Saved entries:
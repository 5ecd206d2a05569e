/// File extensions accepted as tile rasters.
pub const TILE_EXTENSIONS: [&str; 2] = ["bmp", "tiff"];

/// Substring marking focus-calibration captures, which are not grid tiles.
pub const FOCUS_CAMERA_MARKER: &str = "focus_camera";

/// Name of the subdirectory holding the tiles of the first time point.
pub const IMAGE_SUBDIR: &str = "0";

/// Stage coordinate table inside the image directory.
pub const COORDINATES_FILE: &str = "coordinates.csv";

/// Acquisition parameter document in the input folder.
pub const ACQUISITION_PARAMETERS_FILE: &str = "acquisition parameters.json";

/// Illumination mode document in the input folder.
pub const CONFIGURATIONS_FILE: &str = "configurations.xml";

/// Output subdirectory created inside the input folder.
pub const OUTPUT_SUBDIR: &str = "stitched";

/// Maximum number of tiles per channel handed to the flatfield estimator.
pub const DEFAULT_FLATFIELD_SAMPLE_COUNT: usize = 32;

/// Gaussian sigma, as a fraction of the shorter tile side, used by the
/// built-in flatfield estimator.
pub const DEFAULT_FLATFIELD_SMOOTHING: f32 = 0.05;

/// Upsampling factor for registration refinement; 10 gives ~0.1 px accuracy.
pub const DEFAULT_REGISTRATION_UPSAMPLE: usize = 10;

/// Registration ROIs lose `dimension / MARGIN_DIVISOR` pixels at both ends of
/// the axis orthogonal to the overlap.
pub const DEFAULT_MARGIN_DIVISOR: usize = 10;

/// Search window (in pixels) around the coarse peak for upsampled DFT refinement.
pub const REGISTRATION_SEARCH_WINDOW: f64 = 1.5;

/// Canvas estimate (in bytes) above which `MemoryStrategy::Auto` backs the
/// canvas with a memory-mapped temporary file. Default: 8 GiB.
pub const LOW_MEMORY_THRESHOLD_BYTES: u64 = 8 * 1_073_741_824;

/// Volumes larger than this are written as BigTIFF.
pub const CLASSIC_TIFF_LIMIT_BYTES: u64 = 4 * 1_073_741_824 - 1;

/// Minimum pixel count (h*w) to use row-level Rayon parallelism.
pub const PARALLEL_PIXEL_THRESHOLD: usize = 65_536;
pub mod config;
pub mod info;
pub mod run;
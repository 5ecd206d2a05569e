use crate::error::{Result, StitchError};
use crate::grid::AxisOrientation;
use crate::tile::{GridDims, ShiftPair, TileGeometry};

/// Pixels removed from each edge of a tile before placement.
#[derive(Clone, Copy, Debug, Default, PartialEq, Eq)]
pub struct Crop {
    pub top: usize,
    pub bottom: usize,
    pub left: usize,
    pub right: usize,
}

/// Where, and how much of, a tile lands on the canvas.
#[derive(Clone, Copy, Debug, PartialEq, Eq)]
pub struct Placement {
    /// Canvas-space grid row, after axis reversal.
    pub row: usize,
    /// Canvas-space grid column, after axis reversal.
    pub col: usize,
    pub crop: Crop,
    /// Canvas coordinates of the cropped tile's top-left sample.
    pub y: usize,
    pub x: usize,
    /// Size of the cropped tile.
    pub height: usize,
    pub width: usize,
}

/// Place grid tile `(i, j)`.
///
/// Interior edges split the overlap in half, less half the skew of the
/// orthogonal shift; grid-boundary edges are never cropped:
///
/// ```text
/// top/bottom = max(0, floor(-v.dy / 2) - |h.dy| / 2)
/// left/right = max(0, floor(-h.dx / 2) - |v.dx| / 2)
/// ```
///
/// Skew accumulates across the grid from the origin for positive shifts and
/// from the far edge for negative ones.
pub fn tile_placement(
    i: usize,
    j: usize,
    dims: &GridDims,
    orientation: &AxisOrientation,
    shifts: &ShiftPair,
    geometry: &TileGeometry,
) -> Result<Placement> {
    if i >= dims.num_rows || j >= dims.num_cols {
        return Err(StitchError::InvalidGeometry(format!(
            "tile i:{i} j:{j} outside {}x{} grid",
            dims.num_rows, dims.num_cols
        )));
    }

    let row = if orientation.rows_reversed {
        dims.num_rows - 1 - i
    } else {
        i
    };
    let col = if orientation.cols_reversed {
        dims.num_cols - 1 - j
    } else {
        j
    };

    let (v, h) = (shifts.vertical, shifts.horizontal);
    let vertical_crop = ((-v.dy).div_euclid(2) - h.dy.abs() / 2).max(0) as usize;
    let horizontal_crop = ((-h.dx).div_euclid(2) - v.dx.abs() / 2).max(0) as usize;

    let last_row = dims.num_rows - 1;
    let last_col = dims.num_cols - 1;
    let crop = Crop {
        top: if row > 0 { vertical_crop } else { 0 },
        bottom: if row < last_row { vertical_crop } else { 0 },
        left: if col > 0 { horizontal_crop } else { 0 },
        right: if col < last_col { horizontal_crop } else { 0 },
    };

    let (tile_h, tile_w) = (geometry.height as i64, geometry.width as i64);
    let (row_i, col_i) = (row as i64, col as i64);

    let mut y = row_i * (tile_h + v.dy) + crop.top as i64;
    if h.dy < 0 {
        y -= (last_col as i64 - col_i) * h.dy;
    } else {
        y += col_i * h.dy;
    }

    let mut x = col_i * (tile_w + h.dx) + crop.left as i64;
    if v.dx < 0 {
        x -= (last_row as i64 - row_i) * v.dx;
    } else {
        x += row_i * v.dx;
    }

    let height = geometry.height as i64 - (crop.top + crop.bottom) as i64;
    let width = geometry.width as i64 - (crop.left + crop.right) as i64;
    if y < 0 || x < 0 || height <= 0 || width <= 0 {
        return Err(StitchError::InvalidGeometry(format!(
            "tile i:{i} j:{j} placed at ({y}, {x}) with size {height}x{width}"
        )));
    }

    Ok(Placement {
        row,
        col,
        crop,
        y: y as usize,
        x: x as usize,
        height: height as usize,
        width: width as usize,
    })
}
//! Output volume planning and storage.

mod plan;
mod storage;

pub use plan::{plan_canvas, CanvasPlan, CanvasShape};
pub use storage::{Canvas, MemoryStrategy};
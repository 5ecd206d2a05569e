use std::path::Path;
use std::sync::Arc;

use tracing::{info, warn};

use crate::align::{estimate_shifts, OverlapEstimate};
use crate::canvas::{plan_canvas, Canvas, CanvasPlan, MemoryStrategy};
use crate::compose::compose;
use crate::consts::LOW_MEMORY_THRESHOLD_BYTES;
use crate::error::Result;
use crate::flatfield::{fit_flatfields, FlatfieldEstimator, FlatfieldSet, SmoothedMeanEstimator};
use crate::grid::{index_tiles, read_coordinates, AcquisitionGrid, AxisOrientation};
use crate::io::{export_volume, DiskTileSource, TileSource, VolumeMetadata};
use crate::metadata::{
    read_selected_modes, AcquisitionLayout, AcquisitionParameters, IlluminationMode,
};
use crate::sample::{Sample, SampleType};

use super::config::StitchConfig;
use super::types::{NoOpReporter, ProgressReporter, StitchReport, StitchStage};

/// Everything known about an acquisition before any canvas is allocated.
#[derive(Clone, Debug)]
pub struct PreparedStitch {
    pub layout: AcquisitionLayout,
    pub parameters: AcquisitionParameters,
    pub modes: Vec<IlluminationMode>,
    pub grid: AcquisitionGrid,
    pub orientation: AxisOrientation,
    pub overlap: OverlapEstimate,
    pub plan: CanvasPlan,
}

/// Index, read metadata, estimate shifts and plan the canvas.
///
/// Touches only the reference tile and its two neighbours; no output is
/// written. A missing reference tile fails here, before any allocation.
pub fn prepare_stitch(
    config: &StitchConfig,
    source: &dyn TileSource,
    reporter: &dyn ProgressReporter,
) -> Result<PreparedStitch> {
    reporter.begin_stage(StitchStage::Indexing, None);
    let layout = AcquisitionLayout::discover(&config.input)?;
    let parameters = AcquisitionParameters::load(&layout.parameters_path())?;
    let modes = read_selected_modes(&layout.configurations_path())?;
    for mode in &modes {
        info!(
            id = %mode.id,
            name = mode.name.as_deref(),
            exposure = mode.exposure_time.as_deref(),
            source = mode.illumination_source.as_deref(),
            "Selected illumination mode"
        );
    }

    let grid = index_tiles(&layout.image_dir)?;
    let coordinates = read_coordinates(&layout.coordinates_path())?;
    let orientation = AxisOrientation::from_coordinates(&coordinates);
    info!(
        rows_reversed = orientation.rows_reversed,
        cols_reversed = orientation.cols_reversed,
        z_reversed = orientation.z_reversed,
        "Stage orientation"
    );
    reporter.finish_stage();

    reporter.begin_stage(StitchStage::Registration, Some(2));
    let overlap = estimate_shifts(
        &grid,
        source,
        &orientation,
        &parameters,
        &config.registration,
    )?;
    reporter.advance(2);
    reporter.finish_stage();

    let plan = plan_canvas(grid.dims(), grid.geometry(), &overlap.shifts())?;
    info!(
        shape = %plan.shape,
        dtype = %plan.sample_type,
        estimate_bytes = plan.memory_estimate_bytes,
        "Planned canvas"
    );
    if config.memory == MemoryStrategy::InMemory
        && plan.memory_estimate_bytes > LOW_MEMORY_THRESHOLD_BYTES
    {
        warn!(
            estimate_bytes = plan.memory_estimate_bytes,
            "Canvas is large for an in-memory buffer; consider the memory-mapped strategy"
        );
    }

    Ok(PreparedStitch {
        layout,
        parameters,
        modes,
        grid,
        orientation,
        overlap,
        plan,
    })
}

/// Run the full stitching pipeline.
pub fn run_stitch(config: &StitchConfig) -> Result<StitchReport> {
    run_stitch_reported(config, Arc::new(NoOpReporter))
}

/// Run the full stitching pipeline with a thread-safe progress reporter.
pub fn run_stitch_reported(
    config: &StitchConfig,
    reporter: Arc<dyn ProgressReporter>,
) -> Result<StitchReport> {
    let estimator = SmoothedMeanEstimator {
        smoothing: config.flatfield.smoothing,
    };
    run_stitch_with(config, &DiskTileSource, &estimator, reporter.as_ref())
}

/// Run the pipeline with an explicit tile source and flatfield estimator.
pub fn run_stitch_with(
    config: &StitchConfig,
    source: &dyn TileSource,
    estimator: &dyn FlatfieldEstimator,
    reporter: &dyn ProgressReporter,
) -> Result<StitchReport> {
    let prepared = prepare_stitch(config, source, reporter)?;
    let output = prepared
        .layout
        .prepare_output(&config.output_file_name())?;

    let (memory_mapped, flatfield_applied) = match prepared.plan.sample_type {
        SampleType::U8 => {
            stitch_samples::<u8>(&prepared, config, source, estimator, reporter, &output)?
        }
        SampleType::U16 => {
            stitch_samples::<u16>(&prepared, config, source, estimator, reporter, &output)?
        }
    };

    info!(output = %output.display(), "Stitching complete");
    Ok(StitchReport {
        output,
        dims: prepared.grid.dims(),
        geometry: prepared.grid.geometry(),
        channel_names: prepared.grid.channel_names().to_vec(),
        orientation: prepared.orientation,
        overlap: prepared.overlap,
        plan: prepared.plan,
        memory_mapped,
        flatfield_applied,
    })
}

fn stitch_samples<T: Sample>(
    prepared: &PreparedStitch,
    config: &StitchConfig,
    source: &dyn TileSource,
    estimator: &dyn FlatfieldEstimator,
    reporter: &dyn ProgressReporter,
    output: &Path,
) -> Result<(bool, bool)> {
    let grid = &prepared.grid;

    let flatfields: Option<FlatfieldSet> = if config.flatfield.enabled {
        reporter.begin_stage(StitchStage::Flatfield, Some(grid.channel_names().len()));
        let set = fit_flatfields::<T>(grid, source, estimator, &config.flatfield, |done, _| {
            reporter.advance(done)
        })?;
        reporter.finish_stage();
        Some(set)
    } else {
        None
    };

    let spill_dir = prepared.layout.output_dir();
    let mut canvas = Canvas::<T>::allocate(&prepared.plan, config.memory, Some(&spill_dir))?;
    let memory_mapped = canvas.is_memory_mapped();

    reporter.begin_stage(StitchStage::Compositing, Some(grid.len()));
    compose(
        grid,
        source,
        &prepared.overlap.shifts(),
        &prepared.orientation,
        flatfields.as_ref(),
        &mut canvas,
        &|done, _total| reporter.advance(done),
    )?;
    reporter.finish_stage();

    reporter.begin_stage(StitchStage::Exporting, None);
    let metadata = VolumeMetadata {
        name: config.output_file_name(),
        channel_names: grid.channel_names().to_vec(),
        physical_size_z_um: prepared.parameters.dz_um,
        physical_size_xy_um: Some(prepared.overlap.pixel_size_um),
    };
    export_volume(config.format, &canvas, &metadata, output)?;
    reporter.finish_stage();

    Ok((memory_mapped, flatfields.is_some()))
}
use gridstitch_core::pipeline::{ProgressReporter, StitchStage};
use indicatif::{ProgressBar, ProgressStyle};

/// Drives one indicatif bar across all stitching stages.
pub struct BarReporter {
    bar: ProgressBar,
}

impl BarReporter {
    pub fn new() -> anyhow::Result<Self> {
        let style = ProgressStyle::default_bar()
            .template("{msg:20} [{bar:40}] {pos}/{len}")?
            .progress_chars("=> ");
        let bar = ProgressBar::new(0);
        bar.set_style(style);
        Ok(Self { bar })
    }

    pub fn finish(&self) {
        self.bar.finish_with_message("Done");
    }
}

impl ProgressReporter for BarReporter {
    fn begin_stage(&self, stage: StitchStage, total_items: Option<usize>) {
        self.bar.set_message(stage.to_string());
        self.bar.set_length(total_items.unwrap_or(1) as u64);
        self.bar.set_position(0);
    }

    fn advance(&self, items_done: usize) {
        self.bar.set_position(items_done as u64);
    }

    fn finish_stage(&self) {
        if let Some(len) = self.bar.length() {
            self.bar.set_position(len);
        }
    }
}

> [Task instructions] Repeat exactly the lines above from the one with "is large for" up to and including the one with "thread-safe progress reporter.". No other line belongs in the reply.

> [Response box]
            "Canvas is large for an in-memory buffer; consider the memory-mapped strategy"
        );
    }

    Ok(PreparedStitch {
        layout,
        parameters,
        modes,
        grid,
        orientation,
        overlap,
        plan,
    })
}

/// Run the full stitching pipeline.
pub fn run_stitch(config: &StitchConfig) -> Result<StitchReport> {
    run_stitch_reported(config, Arc::new(NoOpReporter))
}

/// Run the full stitching pipeline with a thread-safe progress reporter.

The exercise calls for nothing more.